今天星期一,一大堆的事,剛剛又有位客戶說地板顏色有色差要更換,跟經銷商羅嗦了半天才搞定,說得口都幹了,掛上電話,蕭零才鬆了口氣,這是她自己找的工作,在一家裝飾公司打雜,也就是跑腿。
“喂,蕭零,你看到那則新聞沒有?”,同事小豬推了推她。
“沒有”,她哪有時間上網,一個上午跑了幾個小區,腿都快跑細了,“什麼了不起的新聞”。
“一個司機肇事逃逸了,傷者是一個小孩,傷得很重,生死未卜。這本來不是什麼大新聞,重點就在於但當時正在步行街,有好多人看到了那個司機和車牌,還拍了照後面網友把這女的人肉出來了,有知情人爆料說,這女的現在還在外逍遙,網友羣情激奮要求交通局嚴懲兇手。隨後這個開車的女孩在自己的微博說,老子有的是錢,還有後臺,看誰敢動她。這不網上都炸了嗎……”,小豬說的唾沫橫飛。
“來,我看看,誰這麼牛”,蕭零將手中的材料丟下,跑到了電腦旁,她一眼就認出了蕭婷婷那輛騷包的紅色跑車。
“蕭零,看到沒有,名車,名包,口氣也大得很,不是官二代就是富二代?哎,你說我咋就沒投胎到這種人家?”,小豬一臉幽怨,“你說這女的是不是沒腦子,真不怕引起民憤……”。
“我同意你後面那句”,蕭零點了點頭,估計此事不能善了。
果真,下午她接了果果,到家沒兩分鐘,家裡就來人了。
家裡就蕭爸和她,果果三人,蕭爸正陪果果做作業。“堂叔,堂姐,喝茶”,蕭零泡了茶,她知道他們有話要說,讓果果到花園裡去玩。
“哥,這是我託人從福建帶的茶葉,你看喜不喜歡?”,有些豐腴的蕭衝一落座就將手中的盒子遞給了蕭爸。
蕭爸連眼皮都沒擡,還在檢查果果的作業,“說吧,什麼事?”
蕭衝給坐在旁邊的女兒使眼色,示意她快說。
“伯父,是這樣的,那天我不小心撞傷了人”,蕭婷婷小聲地說。
“是啊,哥,婷婷真的是不小心,您就幫忙說句話,賠多錢都行,我就這麼個寶貝女兒……”,蕭衝趕忙又接話說。
蕭爸一皺眉,放下課本,“二十好幾的人了,一天到晚在外面胡混,早點找個人家嫁了”,對於這個侄女他是半點好感都沒有,嬌蠻霸道,家裡父母還一味嬌慣。

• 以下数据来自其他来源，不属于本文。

//! HTTP mail relay implementation
//!
//! Messages are POSTed as JSON `{from, to, subject, text}` with a bearer API
//! key. Server errors, rate limiting and transport failures are retried with
//! exponential backoff; other client errors fail immediately.

use async_trait::async_trait;
use reqwest::StatusCode;
use serde::{Deserialize, Serialize};
use std::time::Duration;
use tracing::{debug, error, info, warn};

use ac_shared::config::EmailConfig;
use ac_shared::utils::email::mask_email;

use super::email_service::EmailService;
use crate::InfrastructureError;

#[derive(Debug, Serialize)]
struct OutboundEmail<'a> {
    from: &'a str,
    to: &'a str,
    subject: &'a str,
    text: &'a str,
}

#[derive(Debug, Deserialize)]
struct RelayResponse {
    id: Option<String>,
}

/// Outcome of a single delivery attempt
#[derive(Debug)]
enum Attempt {
    Sent(String),
    Retry(String),
    Fatal(String),
}

/// Whether a relay response status is worth retrying
pub fn is_retryable_status(status: StatusCode) -> bool {
    status.is_server_error() || status == StatusCode::TOO_MANY_REQUESTS
}

/// HTTP mail relay email service
pub struct HttpEmailService {
    client: reqwest::Client,
    config: EmailConfig,
}

impl HttpEmailService {
    /// Create a new HTTP email service
    pub fn new(config: EmailConfig) -> Result<Self, InfrastructureError> {
        if config.api_url.trim().is_empty() {
            return Err(InfrastructureError::Config(
                "EMAIL_API_URL must be set for the http email provider".to_string(),
            ));
        }
        if config.api_key.trim().is_empty() {
            return Err(InfrastructureError::Config(
                "EMAIL_API_KEY must be set for the http email provider".to_string(),
            ));
        }

        let client = reqwest::Client::builder()
            .timeout(Duration::from_secs(config.request_timeout_secs))
            .build()?;

        info!(
            api_url = %config.api_url,
            from = %mask_email(&config.from_address),
            "HTTP email service initialized"
        );

        Ok(Self { client, config })
    }

    async fn attempt(&self, payload: &OutboundEmail<'_>) -> Attempt {
        let response = self
            .client
            .post(&self.config.api_url)
            .bearer_auth(&self.config.api_key)
            .json(payload)
            .send()
            .await;

        let response = match response {
            Ok(response) => response,
            Err(e) => return Attempt::Retry(format!("transport error: {}", e)),
        };

        let status = response.status();
        if status.is_success() {
            // A missing or unparsable body still counts as delivered
            let id = response
                .json::<RelayResponse>()
                .await
                .ok()
                .and_then(|r| r.id)
                .unwrap_or_else(|| format!("http_{}", uuid::Uuid::new_v4()));
            return Attempt::Sent(id);
        }

        let detail = format!("relay responded with {}", status);
        if is_retryable_status(status) {
            Attempt::Retry(detail)
        } else {
            Attempt::Fatal(detail)
        }
    }

    /// Send with retry logic
    async fn send_with_retry(
        &self,
        payload: &OutboundEmail<'_>,
    ) -> Result<String, InfrastructureError> {
        let max_attempts = self.config.max_retries.max(1);
        let mut attempts = 0;
        let mut delay = Duration::from_millis(self.config.retry_delay_ms);

        loop {
            attempts += 1;
            debug!(
                attempt = attempts,
                max_attempts,
                recipient = %mask_email(payload.to),
                "Sending email"
            );

            match self.attempt(payload).await {
                Attempt::Sent(message_id) => {
                    info!(
                        recipient = %mask_email(payload.to),
                        message_id = %message_id,
                        "Email sent"
                    );
                    return Ok(message_id);
                }
                Attempt::Fatal(detail) => {
                    error!(recipient = %mask_email(payload.to), %detail, "Email rejected");
                    return Err(InfrastructureError::Email(format!(
                        "Invalid request: {}",
                        detail
                    )));
                }
                Attempt::Retry(detail) => {
                    if attempts >= max_attempts {
                        error!(attempts, %detail, "Email delivery failed");
                        return Err(InfrastructureError::Email(format!(
                            "Failed to send email after {} attempts: {}",
                            attempts, detail
                        )));
                    }

                    warn!(attempt = attempts, %detail, ?delay, "Retrying email delivery");
                    tokio::time::sleep(delay).await;
                    delay *= 2;
                }
            }
        }
    }
}

#[async_trait]
impl EmailService for HttpEmailService {
    async fn send_email(
        &self,
        to: &str,
        subject: &str,
        body: &str,
    ) -> Result<String, InfrastructureError> {
        let payload = OutboundEmail {
            from: &self.config.from_address,
            to,
            subject,
            text: body,
        };

        self.send_with_retry(&payload).await
    }

    fn provider_name(&self) -> &str {
        "Http"
    }
}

“是,是,我正幫忙張羅婷婷的婚事,哥,你看這事?”,蕭衝連忙點頭。
蕭爸正要開口說話,蕭零怕他答應急忙喊了聲,“爸”,不顧對面兩父女嫌惡的眼神,在他耳邊嘀咕了句,“這事你別答應,先上網看看再說”,她不是故意給他們難堪,主要是她覺得蕭婷婷這事做得太過分了。
蕭爸疑惑地看了看從不多話的小女兒,立馬知道事情沒有他們說的那麼輕描淡寫,“你們先回去,這件事我先了解了解再說”。
“哥……”,蕭衝不甘心,他知道堂哥這樣說,就是不打算管了。
“回去”,蕭爸厲色道,屬於軍人的那種威武立刻出來了。